Global food suppliers including Mars, Nestle and PepsiCo have ­issued stark warnings about the cost of manufacturing in Australia, citing sky-high energy bills and accelerating wages.

Confectionery and food giant Mars has warned on the high cost of manufacturing in Australia.
Confectionery and food giant Mars has warned on the high cost of manufacturing in Australia.

Global food suppliers including Mars, Nestle and PepsiCo have ­issued stark warnings about the cost of manufacturing in Australia, citing sky-high energy bills and accelerating wages, to cast doubt on the Albanese government’s Future Made in Australia aspirations.

Joined by other major grocery producers such as Procter & Gamble and Unilever, the sup­pliers say Australia is one of the costliest countries in which to do business.

Gas bills up 300 per cent, ­accelerating wages and freight ­increasing 11 per cent per annum for the past three years have put a strain on profitability for multinational manufacturers, the global giants have argued, which in turn will constrain their ability to pay higher wages and invest in staff, equipment and machinery.

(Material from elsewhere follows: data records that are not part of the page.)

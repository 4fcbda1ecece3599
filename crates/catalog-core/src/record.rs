//! Catalog records: tools, news articles, and the collection they belong to.
//!
//! Records are plain values. An "update" always produces a new value with the
//! same id (see [`Record::with_id`]), so snapshots can be compared and restored
//! without worrying about shared mutation.

use serde::{Deserialize, Deserializer, Serialize};
use std::fmt;
use std::str::FromStr;

use crate::field_map::{FieldMap, NEWS_FIELDS, TOOL_FIELDS};

/// One of the two record collections the catalog keeps in sync.
#[derive(Debug, Clone, Copy, PartialEq, Eq, Hash, Serialize, Deserialize)]
#[serde(rename_all = "lowercase")]
pub enum CollectionKind {
    Tools,
    News,
}

impl CollectionKind {
    pub const ALL: [CollectionKind; 2] = [CollectionKind::Tools, CollectionKind::News];

    /// Table name in the remote store.
    pub fn table(self) -> &'static str {
        match self {
            CollectionKind::Tools => "tools",
            CollectionKind::News => "news",
        }
    }

    /// Column the server orders by (descending, newest first).
    pub fn order_column(self) -> &'static str {
        match self {
            CollectionKind::Tools => "created_at",
            CollectionKind::News => "date",
        }
    }

    /// Name of the realtime channel carrying change notifications.
    pub fn channel_name(self) -> &'static str {
        match self {
            CollectionKind::Tools => "tools_changes",
            CollectionKind::News => "news_changes",
        }
    }

    /// Public <-> storage field name table for this kind.
    pub fn field_map(self) -> &'static FieldMap {
        match self {
            CollectionKind::Tools => &TOOL_FIELDS,
            CollectionKind::News => &NEWS_FIELDS,
        }
    }

    pub(crate) fn index(self) -> usize {
        match self {
            CollectionKind::Tools => 0,
            CollectionKind::News => 1,
        }
    }
}

impl fmt::Display for CollectionKind {
    fn fmt(&self, f: &mut fmt::Formatter<'_>) -> fmt::Result {
        f.write_str(self.table())
    }
}

impl FromStr for CollectionKind {
    type Err = String;

    fn from_str(s: &str) -> Result<Self, Self::Err> {
        match s.trim().to_ascii_lowercase().as_str() {
            "tools" | "tool" => Ok(CollectionKind::Tools),
            "news" | "article" => Ok(CollectionKind::News),
            other => Err(format!("unknown collection: {other}")),
        }
    }
}

/// An AI tool listed in the directory.
#[derive(Debug, Clone, Default, PartialEq, Eq, Serialize, Deserialize)]
#[serde(default, rename_all = "camelCase")]
pub struct Tool {
    pub id: String,
    pub name: String,
    pub description: String,
    pub category: String,
    pub tags: Vec<String>,
    pub price: String,
    pub image_url: String,
    pub website: String,
}

/// A news article in the feed.
#[derive(Debug, Clone, Default, PartialEq, Eq, Serialize, Deserialize)]
#[serde(default, rename_all = "camelCase")]
pub struct NewsArticle {
    pub id: String,
    pub title: String,
    pub description: String,
    pub category: String,
    pub image_url: String,
    pub content: String,
    pub source: String,
    /// Publication date (RFC 3339). Assigned by the server on insert.
    pub date: String,
}

/// A record of either kind.
#[derive(Debug, Clone, PartialEq, Eq, Serialize, Deserialize)]
#[serde(tag = "kind", rename_all = "lowercase")]
pub enum Record {
    Tool(Tool),
    News(NewsArticle),
}

impl Record {
    pub fn kind(&self) -> CollectionKind {
        match self {
            Record::Tool(_) => CollectionKind::Tools,
            Record::News(_) => CollectionKind::News,
        }
    }

    pub fn id(&self) -> &str {
        match self {
            Record::Tool(t) => &t.id,
            Record::News(n) => &n.id,
        }
    }

    /// Returns a copy of this record carrying `id`.
    pub fn with_id(&self, id: &str) -> Record {
        let mut next = self.clone();
        match &mut next {
            Record::Tool(t) => t.id = id.to_string(),
            Record::News(n) => n.id = id.to_string(),
        }
        next
    }

    pub fn as_tool(&self) -> Option<&Tool> {
        match self {
            Record::Tool(t) => Some(t),
            Record::News(_) => None,
        }
    }

    pub fn as_news(&self) -> Option<&NewsArticle> {
        match self {
            Record::News(n) => Some(n),
            Record::Tool(_) => None,
        }
    }
}

impl From<Tool> for Record {
    fn from(tool: Tool) -> Self {
        Record::Tool(tool)
    }
}

impl From<NewsArticle> for Record {
    fn from(article: NewsArticle) -> Self {
        Record::News(article)
    }
}

/// Typed access to one record kind.
pub trait CatalogRecord: Clone + Send + Sync + 'static {
    const KIND: CollectionKind;

    fn id(&self) -> &str;

    fn into_record(self) -> Record;

    fn from_record(record: &Record) -> Option<&Self>;
}

impl CatalogRecord for Tool {
    const KIND: CollectionKind = CollectionKind::Tools;

    fn id(&self) -> &str {
        &self.id
    }

    fn into_record(self) -> Record {
        Record::Tool(self)
    }

    fn from_record(record: &Record) -> Option<&Self> {
        record.as_tool()
    }
}

impl CatalogRecord for NewsArticle {
    const KIND: CollectionKind = CollectionKind::News;

    fn id(&self) -> &str {
        &self.id
    }

    fn into_record(self) -> Record {
        Record::News(self)
    }

    fn from_record(record: &Record) -> Option<&Self> {
        record.as_news()
    }
}

/// Role attached to a signed-in user.
#[derive(Debug, Clone, Copy, Default, PartialEq, Eq, Serialize, Deserialize)]
#[serde(rename_all = "lowercase")]
pub enum Role {
    #[default]
    User,
    Admin,
}

impl Role {
    /// Parses a stored role, falling back to [`Role::User`] for anything unknown.
    pub fn parse_lenient(value: Option<&str>) -> Role {
        match value.map(|v| v.trim().to_ascii_lowercase()) {
            Some(v) if v == "admin" => Role::Admin,
            _ => Role::User,
        }
    }
}

fn lenient_role<'de, D: Deserializer<'de>>(deserializer: D) -> Result<Role, D::Error> {
    let value = Option::<serde_json::Value>::deserialize(deserializer)?;
    Ok(Role::parse_lenient(value.as_ref().and_then(|v| v.as_str())))
}

/// Profile supplied by the identity provider for the current session.
#[derive(Debug, Clone, PartialEq, Eq, Serialize, Deserialize)]
pub struct UserProfile {
    pub id: String,
    pub email: String,
    #[serde(default, deserialize_with = "lenient_role")]
    pub role: Role,
}

impl UserProfile {
    pub fn is_admin(&self) -> bool {
        self.role == Role::Admin
    }
}

#[cfg(test)]
mod tests {
    use super::*;

    #[test]
    fn test_with_id_leaves_original_untouched() {
        let original = Record::Tool(Tool {
            id: "a".into(),
            name: "Writer".into(),
            ..Default::default()
        });
        let renamed = original.with_id("b");

        assert_eq!(original.id(), "a");
        assert_eq!(renamed.id(), "b");
        assert_eq!(renamed.as_tool().unwrap().name, "Writer");
    }

    #[test]
    fn test_kind_parsing() {
        assert_eq!("tools".parse::<CollectionKind>(), Ok(CollectionKind::Tools));
        assert_eq!(" News ".parse::<CollectionKind>(), Ok(CollectionKind::News));
        assert!("books".parse::<CollectionKind>().is_err());
        assert_eq!(CollectionKind::News.to_string(), "news");
    }

    #[test]
    fn test_tool_serializes_camel_case() {
        let tool = Tool {
            image_url: "https://img".into(),
            ..Default::default()
        };
        let json = serde_json::to_value(&tool).unwrap();
        assert_eq!(json["imageUrl"], "https://img");
        assert!(json.get("image_url").is_none());
    }

    #[test]
    fn test_role_defaults_to_user() {
        assert_eq!(Role::parse_lenient(Some("admin")), Role::Admin);
        assert_eq!(Role::parse_lenient(Some("Admin ")), Role::Admin);
        assert_eq!(Role::parse_lenient(Some("editor")), Role::User);
        assert_eq!(Role::parse_lenient(None), Role::User);

        let profile: UserProfile =
            serde_json::from_str(r#"{"id":"u1","email":"a@b.c"}"#).unwrap();
        assert!(!profile.is_admin());
    }

    #[test]
    fn test_unreadable_role_is_user() {
        for raw in [r#""editor""#, "null", "7", r#"{"name":"admin"}"#] {
            let json = format!(r#"{{"id":"u1","email":"a@b.c","role":{raw}}}"#);
            let profile: UserProfile = serde_json::from_str(&json).unwrap();
            assert_eq!(profile.role, Role::User, "role {raw}");
        }

        let admin: UserProfile =
            serde_json::from_str(r#"{"id":"u2","email":"x@y.z","role":"Admin"}"#).unwrap();
        assert!(admin.is_admin());
    }
}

The US-headquartered Mars says its six manufacturing sites in Australia are among the most ­expensive to run in its global network of more than 130 factories in almost 70 countries.

“Australia is known as an ­expensive place to manufacture food products locally,” Mars said in a submission to a Senate ­inquiry into supermarkets.

“Our Mars Australia manufacturing sites are among the most expensive in the global Mars network. This is attributed to wages, cost of local raw supplies and lengthy supply chains to reach Australia with imported materials and ingredients.”

It comes as the Albanese government recently launched its ambitious Future Made in Australia Act that through massive investment, subsidies and a mix of public and private spending will seek to develop the ­nation’s manufacturing capabilities, develop new industries and replace imports.

However, the global food and grocery manufactures have warned that Australia’s existing manufacturing base, as well its ­capacity for innovation, investment and employment, was being weakened by the weight of ­excessive costs.

Kellanova, the multinational owner of snack food and cereal brands such as Kellogg’s, Nutrigrain and Pringles, said Australia was a “challenging” place to do business. It added that it wanted to manufacture food in Australia but high costs threatened its operational viability.

“It is increasingly challenging to operate a food business in Australia, particularly with local manufacturing operations,” said Kellanova in its Senate submission. “With ageing capital equipment and facilities, it is imperative that we have the ability to operate a viable and profitable business in Australia, so that we can fund investment in our facilities and capabilities.”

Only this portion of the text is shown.